Task item:
Return each record exactly as it appears, so that nothing is dropped or altered.

Material provided:
::::::::::
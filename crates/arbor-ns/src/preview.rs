//! Short renderings of byte payloads for debug logs.

use std::fmt;

const FULL_LIMIT: usize = 20;
const HEAD_LEN: usize = 12;

/// Displays a byte payload as an escaped byte string, cut down to its first
/// 12 bytes plus the total length once it is longer than 20 bytes.
///
/// ```
/// use arbor_ns::preview::Preview;
///
/// assert_eq!(Preview(b"hi").to_string(), r#"b"hi""#);
/// assert_eq!(
///     Preview(&[b'x'; 30]).to_string(),
///     r#"b"xxxxxxxxxxxx"[...(len=30)]"#
/// );
/// ```
pub struct Preview<'a>(pub &'a [u8]);

fn write_escaped(f: &mut fmt::Formatter<'_>, bytes: &[u8]) -> fmt::Result {
    f.write_str("b\"")?;
    for byte in bytes {
        write!(f, "{}", std::ascii::escape_default(*byte))?;
    }
    f.write_str("\"")
}

impl fmt::Display for Preview<'_> {
    fn fmt(&self, f: &mut fmt::Formatter<'_>) -> fmt::Result {
        if self.0.len() > FULL_LIMIT {
            write_escaped(f, &self.0[..HEAD_LEN])?;
            write!(f, "[...(len={})]", self.0.len())
        } else {
            write_escaped(f, self.0)
        }
    }
}

impl fmt::Debug for Preview<'_> {
    fn fmt(&self, f: &mut fmt::Formatter<'_>) -> fmt::Result {
        fmt::Display::fmt(self, f)
    }
}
::::::::::
Response to this exercise:
filename crates/arbor-ns/src/preview.rs
//! Short renderings of byte payloads for debug logs.

use std::fmt;

const FULL_LIMIT: usize = 20;
const HEAD_LEN: usize = 12;

/// Displays a byte payload as an escaped byte string, cut down to its first
/// 12 bytes plus the total length once it is longer than 20 bytes.
///
/// ```
/// use arbor_ns::preview::Preview;
///
/// assert_eq!(Preview(b"hi").to_string(), r#"b"hi""#);
/// assert_eq!(
///     Preview(&[b'x'; 30]).to_string(),
///     r#"b"xxxxxxxxxxxx"[...(len=30)]"#
/// );
/// ```
pub struct Preview<'a>(pub &'a [u8]);

fn write_escaped(f: &mut fmt::Formatter<'_>, bytes: &[u8]) -> fmt::Result {
    f.write_str("b\"")?;
    for byte in bytes {
        write!(f, "{}", std::ascii::escape_default(*byte))?;
    }
    f.write_str("\"")
}

impl fmt::Display for Preview<'_> {
    fn fmt(&self, f: &mut fmt::Formatter<'_>) -> fmt::Result {
        if self.0.len() > FULL_LIMIT {
            write_escaped(f, &self.0[..HEAD_LEN])?;
            write!(f, "[...(len={})]", self.0.len())
        } else {
            write_escaped(f, self.0)
        }
    }
}

impl fmt::Debug for Preview<'_> {
    fn fmt(&self, f: &mut fmt::Formatter<'_>) -> fmt::Result {
        fmt::Display::fmt(self, f)
    }
}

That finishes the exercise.